There is still much we do not know about how COVID-19 affects children. Although COVID-19 is less prevalent in kids and they typically have milder symptoms than adults, it is imperative that children follow the same methods of stopping the spread of infection. Frequent hand washing, avoiding people who are sick, staying home when they are sick, cleaning high-touch surfaces at home daily, and laundering items (including plush toys) are the best ways to prevent the spread of infection. The CDC is now recommending that children age 2 and older wear a cloth face covering over their mouth and nose when in public. Children should also practice six-feet social distancing with anyone outside of their household. Remember that children’s COVID-19 symptoms are generally mild, and they can easily spread the virus to individuals at high risk of complications such as older adults, individuals who are immune compromised or have serious underlying conditions such as heart disease or diabetes.

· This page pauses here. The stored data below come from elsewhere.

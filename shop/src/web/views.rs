// src/web/views.rs

//! Server-rendered HTML pages.

use rust_decimal::Decimal;
use std::fmt;

use crate::models::{OrderSummary, Product};
use crate::services::cart_service::CartView;
use crate::services::catalog::{CatalogFilter, PriceBand};

pub const HTML_CONTENT_TYPE: &str = "text/html; charset=utf-8";

/// HTML-escapes its contents when displayed.
pub struct Escaped<'a>(pub &'a str);

impl fmt::Display for Escaped<'_> {
  fn fmt(&self, f: &mut fmt::Formatter<'_>) -> fmt::Result {
    for ch in self.0.chars() {
      match ch {
        '&' => f.write_str("&amp;")?,
        '<' => f.write_str("&lt;")?,
        '>' => f.write_str("&gt;")?,
        '"' => f.write_str("&quot;")?,
        '\'' => f.write_str("&#39;")?,
        _ => write!(f, "{}", ch)?,
      }
    }
    Ok(())
  }
}

pub fn money(amount: Decimal, currency: &str) -> String {
  let mut rounded = amount.round_dp(2);
  rounded.rescale(2);
  format!("{} {}", currency.to_uppercase(), rounded)
}

fn layout(title: &str, cart_count: u32, body: &str) -> String {
  format!(
    r#"<!DOCTYPE html>
<html lang="en">
<head>
<meta charset="utf-8">
<meta name="viewport" content="width=device-width, initial-scale=1">
<title>{title} | Simple Shop</title>
</head>
<body>
<header>
<a href="/" class="brand">Simple Shop</a>
<a href="/cart" class="cart-link">Cart (<span class="cart-count">{cart_count}</span>)</a>
</header>
<main>
{body}
</main>
</body>
</html>
"#,
    title = Escaped(title),
    cart_count = cart_count,
    body = body
  )
}

fn selected(is_selected: bool) -> &'static str {
  if is_selected {
    " selected"
  } else {
    ""
  }
}

fn add_to_cart_form(product_id: i64) -> String {
  format!(
    r#"<form method="post" action="/cart/add" class="add-to-cart">
<input type="hidden" name="product_id" value="{product_id}">
<input type="number" name="qty" value="1" min="1" max="999">
<button type="submit">Add to cart</button>
</form>"#
  )
}

pub fn catalog_page(
  products: &[Product],
  categories: &[String],
  filter: &CatalogFilter,
  currency: &str,
  cart_count: u32,
) -> String {
  let query = filter.query.as_deref().unwrap_or("");
  let mut body = String::new();

  body.push_str(&format!(
    r#"<form method="get" action="/" class="filters">
<input type="search" name="q" placeholder="Search products" value="{}">
<select name="category"><option value="">All categories</option>"#,
    Escaped(query)
  ));
  for category in categories {
    let is_selected = filter.category.as_deref() == Some(category.as_str());
    body.push_str(&format!(
      r#"<option value="{0}"{1}>{0}</option>"#,
      Escaped(category),
      selected(is_selected)
    ));
  }
  body.push_str(r#"</select><select name="price"><option value="">Any price</option>"#);
  for (band, label) in [
    (PriceBand::Low, "Up to 500"),
    (PriceBand::Mid, "500 to 1000"),
    (PriceBand::High, "1000 to 5000"),
  ] {
    body.push_str(&format!(
      r#"<option value="{}"{}>{}</option>"#,
      band.as_str(),
      selected(filter.price_band == Some(band)),
      label
    ));
  }
  body.push_str("</select><button type=\"submit\">Filter</button></form>\n");

  if products.is_empty() {
    body.push_str("<p class=\"empty\">No products match your filters.</p>\n");
  } else {
    body.push_str("<ul class=\"products\">\n");
    for product in products {
      body.push_str(&format!(
        r#"<li class="product" data-product-id="{id}">
<a href="/products/{id}"><img src="{image}" alt="{name}"></a>
<h2><a href="/products/{id}">{name}</a></h2>
<p class="price">{price}</p>
{form}
</li>
"#,
        id = product.id,
        image = Escaped(product.image_url.as_deref().unwrap_or("")),
        name = Escaped(&product.name),
        price = money(product.price(), currency),
        form = add_to_cart_form(product.id)
      ));
    }
    body.push_str("</ul>\n");
  }
  layout("Catalog", cart_count, &body)
}

pub fn product_page(product: &Product, currency: &str, cart_count: u32) -> String {
  let body = format!(
    r#"<article class="product-detail" data-product-id="{id}">
<img src="{image}" alt="{name}">
<h1>{name}</h1>
<p class="category">{category}</p>
<p class="price">{price}</p>
<p class="description">{description}</p>
{form}
</article>
"#,
    id = product.id,
    image = Escaped(product.image_url.as_deref().unwrap_or("")),
    name = Escaped(&product.name),
    category = Escaped(product.category.as_deref().unwrap_or("")),
    price = money(product.price(), currency),
    description = Escaped(product.description.as_deref().unwrap_or("")),
    form = add_to_cart_form(product.id)
  );
  layout(&product.name, cart_count, &body)
}

pub fn cart_page(cart: &CartView, currency: &str) -> String {
  let mut body = String::from("<h1>Your cart</h1>\n");
  if cart.is_empty() {
    body.push_str("<p class=\"empty\">Your cart is empty. <a href=\"/\">Keep shopping</a></p>\n");
    return layout("Cart", 0, &body);
  }

  body.push_str("<table class=\"cart\">\n<tr><th>Product</th><th>Price</th><th>Qty</th><th>Total</th><th></th></tr>\n");
  for line in &cart.lines {
    body.push_str(&format!(
      r#"<tr data-product-id="{id}">
<td><a href="/products/{id}">{name}</a></td>
<td>{price}</td>
<td class="qty">{qty}</td>
<td class="line-total">{total}</td>
<td>
<form method="post" action="/cart/remove"><input type="hidden" name="product_id" value="{id}"><input type="hidden" name="qty" value="1"><button type="submit">Remove one</button></form>
<form method="post" action="/cart/remove"><input type="hidden" name="product_id" value="{id}"><input type="hidden" name="qty" value="{qty}"><button type="submit">Remove all</button></form>
</td>
</tr>
"#,
      id = line.product.id,
      name = Escaped(&line.product.name),
      price = money(line.product.price(), currency),
      qty = line.quantity,
      total = money(line.line_total, currency)
    ));
  }
  body.push_str(&format!(
    r#"</table>
<p class="subtotal">Subtotal: <strong>{}</strong></p>
<form method="post" action="/cart/clear"><button type="submit">Clear cart</button></form>
<form method="post" action="/checkout"><button type="submit">Checkout</button></form>
"#,
    money(cart.subtotal, currency)
  ));
  layout("Cart", cart.item_count, &body)
}

pub fn checkout_success_page(summary: &OrderSummary) -> String {
  let mut body = format!(
    "<h1>Thank you for your order!</h1>\n<p class=\"order-id\">Order #{}</p>\n",
    summary.order_id
  );
  if summary.simulated {
    body.push_str("<p class=\"notice\">Payment was simulated; no charge was made.</p>\n");
  }
  body.push_str("<ul class=\"order-lines\">\n");
  for line in &summary.lines {
    body.push_str(&format!(
      "<li>{} &times; {} <span class=\"line-total\">{}</span></li>\n",
      Escaped(&line.product_name),
      line.quantity,
      money(line.line_total, &summary.currency)
    ));
  }
  body.push_str(&format!(
    "</ul>\n<p class=\"subtotal\">Subtotal: <strong>{}</strong></p>\n<a href=\"/\">Continue shopping</a>\n",
    money(summary.subtotal, &summary.currency)
  ));
  layout("Order confirmed", 0, &body)
}

pub fn error_page(status: u16, message: &str) -> String {
  let body = format!(
    "<h1>Error {}</h1>\n<p class=\"error-message\">{}</p>\n<a href=\"/\">Back to the shop</a>\n",
    status,
    Escaped(message)
  );
  layout("Error", 0, &body)
}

As Northern Virginia begins to open, we will likely see an increase in COVID-19 infections. Although some of these measures may seem extreme to ask of children, they could save lives. To stop the spread of COVID-19, everyone must participate, including kids. Please check out this website for more information on kids and COVID-19, including ways to help them cope: https://www.cdc.gov/coronavirus/2019-ncov/daily-life-coping/children.html
While COVID-19 is typically mild in children, the CDC recently published a health advisory related to children and COVID-19. You may read the full advisory at https://emergency.cdc.gov/han/2020/han00432.asp A new syndrome called Multisystem Inflammatory Syndrome in Children (MIS-C) has been identified in the United Kingdom and the United States. MIS-C is characterized by severe illness requiring hospitalization due to involvement of two or more organ systems (heart, lungs, kidneys, stomach or bowel, blood, skin, brain, and eyes). With MIS-C, there will be evidence of inflammation in the bloodwork, persistent fever of >100.4°F for greater than 24 hours, and a positive COVID-19 test or COVID-19 exposure. Not all children who are diagnosed with MIS-C have respiratory symptoms and not all know that they were infected with COVID-19. MIS-C can occur weeks after a COVID-19 infection and can occur in children who were previously healthy. MIS-C may present similar to Kawasaki disease, which you can read more about here: https://www.cdc.gov/kawasaki/index.html
Not much is known at this time about the risk factors, treatment, or how MIS-C progresses. If you have any questions about your child’s health, please contact their health care provider or seek emergency care if necessary. It is unknown if this syndrome is specific to children or may also present in adults.